> _What is being asked_: Each line in the entries below that holds the word "Debug" belongs in the answer.

Saved entries
· · · · ·
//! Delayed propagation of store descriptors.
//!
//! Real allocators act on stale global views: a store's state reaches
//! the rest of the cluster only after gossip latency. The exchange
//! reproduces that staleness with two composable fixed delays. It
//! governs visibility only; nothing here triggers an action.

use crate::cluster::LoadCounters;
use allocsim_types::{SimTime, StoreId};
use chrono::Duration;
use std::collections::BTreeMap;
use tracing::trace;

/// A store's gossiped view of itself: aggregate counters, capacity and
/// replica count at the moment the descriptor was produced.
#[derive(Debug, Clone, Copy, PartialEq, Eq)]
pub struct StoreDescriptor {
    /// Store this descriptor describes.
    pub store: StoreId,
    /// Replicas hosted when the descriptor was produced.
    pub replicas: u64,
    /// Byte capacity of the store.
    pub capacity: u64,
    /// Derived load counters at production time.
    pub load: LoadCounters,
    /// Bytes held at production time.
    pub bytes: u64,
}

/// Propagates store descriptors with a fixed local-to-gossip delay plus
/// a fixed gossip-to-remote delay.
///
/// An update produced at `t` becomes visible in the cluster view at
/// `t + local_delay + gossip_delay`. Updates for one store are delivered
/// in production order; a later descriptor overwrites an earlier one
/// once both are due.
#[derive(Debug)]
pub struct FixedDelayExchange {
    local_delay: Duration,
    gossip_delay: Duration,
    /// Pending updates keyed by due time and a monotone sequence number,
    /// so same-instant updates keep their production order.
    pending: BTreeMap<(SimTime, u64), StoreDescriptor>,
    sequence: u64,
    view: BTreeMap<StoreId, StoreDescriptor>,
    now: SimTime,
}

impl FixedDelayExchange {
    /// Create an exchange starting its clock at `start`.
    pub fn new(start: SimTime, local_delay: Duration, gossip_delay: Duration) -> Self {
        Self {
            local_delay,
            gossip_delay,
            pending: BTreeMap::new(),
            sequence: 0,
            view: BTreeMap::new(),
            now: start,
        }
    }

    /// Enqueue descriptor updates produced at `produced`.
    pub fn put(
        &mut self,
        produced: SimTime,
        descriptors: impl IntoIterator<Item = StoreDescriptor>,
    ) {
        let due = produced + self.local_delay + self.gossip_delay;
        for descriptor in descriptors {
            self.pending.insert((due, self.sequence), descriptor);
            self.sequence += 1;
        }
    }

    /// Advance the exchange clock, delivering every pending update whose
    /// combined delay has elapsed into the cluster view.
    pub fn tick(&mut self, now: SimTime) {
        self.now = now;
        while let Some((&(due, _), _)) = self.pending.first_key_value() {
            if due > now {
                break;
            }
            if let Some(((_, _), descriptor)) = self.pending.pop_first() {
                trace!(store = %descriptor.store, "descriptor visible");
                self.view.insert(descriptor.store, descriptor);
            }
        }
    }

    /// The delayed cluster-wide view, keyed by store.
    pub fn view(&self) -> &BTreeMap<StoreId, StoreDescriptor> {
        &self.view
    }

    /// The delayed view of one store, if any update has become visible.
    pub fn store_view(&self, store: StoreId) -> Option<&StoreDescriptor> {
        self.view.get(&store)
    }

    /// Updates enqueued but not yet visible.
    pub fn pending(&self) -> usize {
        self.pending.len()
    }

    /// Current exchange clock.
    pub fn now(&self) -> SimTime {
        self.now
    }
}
· · · · ·
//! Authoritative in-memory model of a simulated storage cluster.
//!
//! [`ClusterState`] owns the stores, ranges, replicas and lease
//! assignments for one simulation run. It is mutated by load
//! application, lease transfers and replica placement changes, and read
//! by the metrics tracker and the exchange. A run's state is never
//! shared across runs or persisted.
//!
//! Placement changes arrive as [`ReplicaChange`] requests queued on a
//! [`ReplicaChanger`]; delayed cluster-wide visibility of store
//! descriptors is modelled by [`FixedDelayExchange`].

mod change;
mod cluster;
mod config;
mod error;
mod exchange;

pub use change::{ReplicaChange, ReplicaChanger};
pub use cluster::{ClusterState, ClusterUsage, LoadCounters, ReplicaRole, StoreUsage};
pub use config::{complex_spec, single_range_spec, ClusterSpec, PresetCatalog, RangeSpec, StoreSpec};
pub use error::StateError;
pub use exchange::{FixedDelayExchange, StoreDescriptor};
· · · · ·
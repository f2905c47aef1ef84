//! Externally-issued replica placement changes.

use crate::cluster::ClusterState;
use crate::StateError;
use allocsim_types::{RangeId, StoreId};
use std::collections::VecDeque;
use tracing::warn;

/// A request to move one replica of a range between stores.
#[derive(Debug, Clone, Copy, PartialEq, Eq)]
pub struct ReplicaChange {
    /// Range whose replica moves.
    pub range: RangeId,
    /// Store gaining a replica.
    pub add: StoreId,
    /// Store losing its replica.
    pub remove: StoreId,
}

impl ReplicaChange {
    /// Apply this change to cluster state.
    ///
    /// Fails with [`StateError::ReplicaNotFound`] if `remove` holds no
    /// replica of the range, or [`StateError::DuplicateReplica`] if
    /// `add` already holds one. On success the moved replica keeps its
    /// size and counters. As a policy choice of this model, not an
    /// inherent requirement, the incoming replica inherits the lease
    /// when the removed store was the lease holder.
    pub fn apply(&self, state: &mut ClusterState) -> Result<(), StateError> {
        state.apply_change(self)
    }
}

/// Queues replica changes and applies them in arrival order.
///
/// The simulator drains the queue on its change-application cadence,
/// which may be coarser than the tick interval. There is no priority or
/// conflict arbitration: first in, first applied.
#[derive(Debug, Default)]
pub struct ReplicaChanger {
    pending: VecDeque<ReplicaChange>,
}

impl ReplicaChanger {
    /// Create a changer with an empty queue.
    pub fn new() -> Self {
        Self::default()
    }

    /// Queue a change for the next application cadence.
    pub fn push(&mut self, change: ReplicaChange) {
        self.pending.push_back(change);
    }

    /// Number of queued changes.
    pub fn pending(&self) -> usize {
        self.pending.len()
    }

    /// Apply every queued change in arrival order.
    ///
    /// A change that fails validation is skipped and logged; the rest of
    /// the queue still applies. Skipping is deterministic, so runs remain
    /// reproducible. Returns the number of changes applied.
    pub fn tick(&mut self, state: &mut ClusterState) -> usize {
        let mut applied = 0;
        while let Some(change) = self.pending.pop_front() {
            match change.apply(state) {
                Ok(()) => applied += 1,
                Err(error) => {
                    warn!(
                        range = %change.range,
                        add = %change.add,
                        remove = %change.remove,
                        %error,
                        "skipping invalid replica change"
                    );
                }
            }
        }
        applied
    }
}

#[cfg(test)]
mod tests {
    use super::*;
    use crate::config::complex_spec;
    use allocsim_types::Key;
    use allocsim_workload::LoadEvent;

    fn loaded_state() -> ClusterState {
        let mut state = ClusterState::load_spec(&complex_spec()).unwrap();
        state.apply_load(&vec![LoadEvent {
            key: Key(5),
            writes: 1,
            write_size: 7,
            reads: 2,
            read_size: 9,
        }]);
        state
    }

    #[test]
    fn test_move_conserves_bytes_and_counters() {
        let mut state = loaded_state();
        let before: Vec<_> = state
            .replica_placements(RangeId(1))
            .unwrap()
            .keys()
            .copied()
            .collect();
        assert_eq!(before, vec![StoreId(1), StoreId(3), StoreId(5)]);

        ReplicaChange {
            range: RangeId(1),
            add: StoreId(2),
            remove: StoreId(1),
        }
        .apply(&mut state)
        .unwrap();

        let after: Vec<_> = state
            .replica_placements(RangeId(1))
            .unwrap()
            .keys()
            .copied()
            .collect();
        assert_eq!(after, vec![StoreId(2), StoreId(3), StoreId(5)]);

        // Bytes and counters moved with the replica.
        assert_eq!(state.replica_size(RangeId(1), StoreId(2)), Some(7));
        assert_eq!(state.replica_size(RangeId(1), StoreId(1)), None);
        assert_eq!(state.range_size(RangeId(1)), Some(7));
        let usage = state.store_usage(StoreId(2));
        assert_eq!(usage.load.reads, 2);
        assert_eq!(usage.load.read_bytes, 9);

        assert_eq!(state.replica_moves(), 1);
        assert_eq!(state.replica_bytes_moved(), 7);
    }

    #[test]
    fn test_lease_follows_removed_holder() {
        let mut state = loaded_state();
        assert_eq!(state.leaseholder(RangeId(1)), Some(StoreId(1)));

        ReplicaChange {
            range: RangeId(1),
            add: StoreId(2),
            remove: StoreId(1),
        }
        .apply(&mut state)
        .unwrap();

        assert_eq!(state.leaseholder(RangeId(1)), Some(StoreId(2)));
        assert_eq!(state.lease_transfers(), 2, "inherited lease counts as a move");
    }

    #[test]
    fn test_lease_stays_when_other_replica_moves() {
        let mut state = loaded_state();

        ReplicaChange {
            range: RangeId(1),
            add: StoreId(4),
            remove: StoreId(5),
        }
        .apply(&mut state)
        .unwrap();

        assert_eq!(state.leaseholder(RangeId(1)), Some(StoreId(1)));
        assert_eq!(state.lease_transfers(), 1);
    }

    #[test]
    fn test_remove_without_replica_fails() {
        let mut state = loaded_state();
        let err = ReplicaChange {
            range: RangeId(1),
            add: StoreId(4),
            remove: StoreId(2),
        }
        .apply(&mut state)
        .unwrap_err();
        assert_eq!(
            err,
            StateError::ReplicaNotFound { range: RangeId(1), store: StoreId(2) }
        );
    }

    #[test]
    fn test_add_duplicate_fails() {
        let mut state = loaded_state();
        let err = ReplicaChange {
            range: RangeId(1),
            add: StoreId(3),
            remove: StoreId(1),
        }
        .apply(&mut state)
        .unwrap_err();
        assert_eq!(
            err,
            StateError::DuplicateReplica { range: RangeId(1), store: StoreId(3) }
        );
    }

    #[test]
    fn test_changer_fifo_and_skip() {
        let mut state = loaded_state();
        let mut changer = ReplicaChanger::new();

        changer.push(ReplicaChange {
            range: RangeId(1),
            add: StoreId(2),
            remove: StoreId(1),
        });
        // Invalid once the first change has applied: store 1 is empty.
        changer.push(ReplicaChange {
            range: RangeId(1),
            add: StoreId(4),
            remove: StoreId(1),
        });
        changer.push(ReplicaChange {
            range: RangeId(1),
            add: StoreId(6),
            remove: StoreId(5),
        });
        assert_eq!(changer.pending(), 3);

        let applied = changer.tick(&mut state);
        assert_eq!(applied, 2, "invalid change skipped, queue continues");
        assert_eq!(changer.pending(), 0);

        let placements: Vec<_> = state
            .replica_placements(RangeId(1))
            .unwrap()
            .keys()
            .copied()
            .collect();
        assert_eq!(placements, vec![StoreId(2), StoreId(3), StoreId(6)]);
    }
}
· · · · ·
> _Task response_:
#[derive(Debug, Clone, Copy, PartialEq, Eq)]
#[derive(Debug)]
#[derive(Debug, Clone, Copy, PartialEq, Eq)]
#[derive(Debug, Default)]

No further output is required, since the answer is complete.